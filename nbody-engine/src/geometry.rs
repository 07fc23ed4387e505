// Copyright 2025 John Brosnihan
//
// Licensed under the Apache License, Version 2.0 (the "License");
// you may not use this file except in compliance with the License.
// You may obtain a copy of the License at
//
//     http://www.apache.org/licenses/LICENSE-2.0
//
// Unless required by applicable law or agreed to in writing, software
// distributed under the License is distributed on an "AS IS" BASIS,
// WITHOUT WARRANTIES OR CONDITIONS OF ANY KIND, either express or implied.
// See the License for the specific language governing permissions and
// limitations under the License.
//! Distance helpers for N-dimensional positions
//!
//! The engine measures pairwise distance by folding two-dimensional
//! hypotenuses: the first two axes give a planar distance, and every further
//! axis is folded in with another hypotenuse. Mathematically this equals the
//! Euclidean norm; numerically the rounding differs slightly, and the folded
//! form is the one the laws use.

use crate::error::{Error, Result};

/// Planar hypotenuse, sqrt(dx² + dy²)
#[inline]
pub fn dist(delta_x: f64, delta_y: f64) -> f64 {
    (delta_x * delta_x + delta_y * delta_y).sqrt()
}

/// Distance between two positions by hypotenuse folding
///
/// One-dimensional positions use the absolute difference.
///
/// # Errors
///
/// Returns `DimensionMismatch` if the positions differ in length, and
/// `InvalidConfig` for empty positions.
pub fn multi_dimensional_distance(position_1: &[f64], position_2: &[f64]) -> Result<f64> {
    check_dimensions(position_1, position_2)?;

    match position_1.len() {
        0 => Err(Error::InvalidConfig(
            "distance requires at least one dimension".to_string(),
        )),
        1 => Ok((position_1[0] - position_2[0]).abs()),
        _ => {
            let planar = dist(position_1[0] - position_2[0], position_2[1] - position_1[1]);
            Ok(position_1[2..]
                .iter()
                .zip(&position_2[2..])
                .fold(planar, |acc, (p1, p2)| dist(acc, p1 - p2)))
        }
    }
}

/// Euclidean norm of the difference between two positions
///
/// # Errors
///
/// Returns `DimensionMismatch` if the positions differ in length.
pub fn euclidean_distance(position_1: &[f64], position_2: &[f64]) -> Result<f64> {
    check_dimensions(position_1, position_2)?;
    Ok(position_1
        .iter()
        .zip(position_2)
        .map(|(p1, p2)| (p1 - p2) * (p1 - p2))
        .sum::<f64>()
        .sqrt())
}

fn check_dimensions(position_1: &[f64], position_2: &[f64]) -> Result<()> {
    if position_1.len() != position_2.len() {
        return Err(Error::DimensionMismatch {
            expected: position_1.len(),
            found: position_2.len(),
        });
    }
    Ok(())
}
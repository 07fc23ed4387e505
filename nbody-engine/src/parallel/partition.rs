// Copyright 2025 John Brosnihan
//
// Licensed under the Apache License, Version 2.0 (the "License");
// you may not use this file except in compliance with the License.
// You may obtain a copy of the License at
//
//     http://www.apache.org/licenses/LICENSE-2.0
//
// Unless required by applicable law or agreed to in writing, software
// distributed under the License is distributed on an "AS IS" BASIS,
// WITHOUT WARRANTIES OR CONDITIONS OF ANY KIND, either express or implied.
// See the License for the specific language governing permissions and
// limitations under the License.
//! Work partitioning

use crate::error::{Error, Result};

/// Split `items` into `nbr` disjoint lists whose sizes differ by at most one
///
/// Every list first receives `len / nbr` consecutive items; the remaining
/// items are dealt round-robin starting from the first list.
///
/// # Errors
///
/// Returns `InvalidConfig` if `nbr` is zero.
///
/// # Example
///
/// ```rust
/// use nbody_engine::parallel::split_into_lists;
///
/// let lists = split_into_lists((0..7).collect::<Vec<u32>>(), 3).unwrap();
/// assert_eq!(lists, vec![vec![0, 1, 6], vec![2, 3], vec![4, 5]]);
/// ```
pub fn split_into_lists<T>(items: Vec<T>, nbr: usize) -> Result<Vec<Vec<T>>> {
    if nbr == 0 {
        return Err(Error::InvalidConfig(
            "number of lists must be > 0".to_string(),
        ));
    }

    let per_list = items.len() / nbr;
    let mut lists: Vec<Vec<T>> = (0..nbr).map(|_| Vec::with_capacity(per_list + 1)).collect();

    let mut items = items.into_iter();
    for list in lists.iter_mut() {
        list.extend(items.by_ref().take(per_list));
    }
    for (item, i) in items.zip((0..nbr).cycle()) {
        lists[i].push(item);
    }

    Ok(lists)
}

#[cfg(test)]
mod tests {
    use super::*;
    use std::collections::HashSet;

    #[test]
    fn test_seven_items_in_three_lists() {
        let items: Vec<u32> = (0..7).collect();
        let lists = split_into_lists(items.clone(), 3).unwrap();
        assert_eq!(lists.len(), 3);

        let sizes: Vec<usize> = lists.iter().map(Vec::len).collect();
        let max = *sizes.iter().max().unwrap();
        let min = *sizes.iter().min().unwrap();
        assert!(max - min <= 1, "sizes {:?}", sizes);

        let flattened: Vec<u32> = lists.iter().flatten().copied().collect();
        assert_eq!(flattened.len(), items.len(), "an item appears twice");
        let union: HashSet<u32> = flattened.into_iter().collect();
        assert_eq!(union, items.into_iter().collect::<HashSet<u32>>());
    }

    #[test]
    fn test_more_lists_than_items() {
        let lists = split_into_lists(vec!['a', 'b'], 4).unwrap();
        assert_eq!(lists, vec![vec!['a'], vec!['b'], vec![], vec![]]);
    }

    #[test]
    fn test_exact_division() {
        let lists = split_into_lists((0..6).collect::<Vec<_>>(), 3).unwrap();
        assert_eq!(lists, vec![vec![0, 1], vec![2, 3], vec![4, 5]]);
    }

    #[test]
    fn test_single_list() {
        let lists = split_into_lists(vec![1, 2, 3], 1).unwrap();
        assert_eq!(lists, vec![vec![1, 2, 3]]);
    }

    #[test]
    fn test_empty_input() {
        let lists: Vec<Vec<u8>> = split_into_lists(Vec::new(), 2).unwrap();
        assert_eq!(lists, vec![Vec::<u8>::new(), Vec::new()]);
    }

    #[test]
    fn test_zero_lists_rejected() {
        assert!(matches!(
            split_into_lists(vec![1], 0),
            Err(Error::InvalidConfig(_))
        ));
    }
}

- - -

**Problem description:** Only a number is expected: how many lines of the data include the string "DimensionMismatch".

**Solved problem:** 3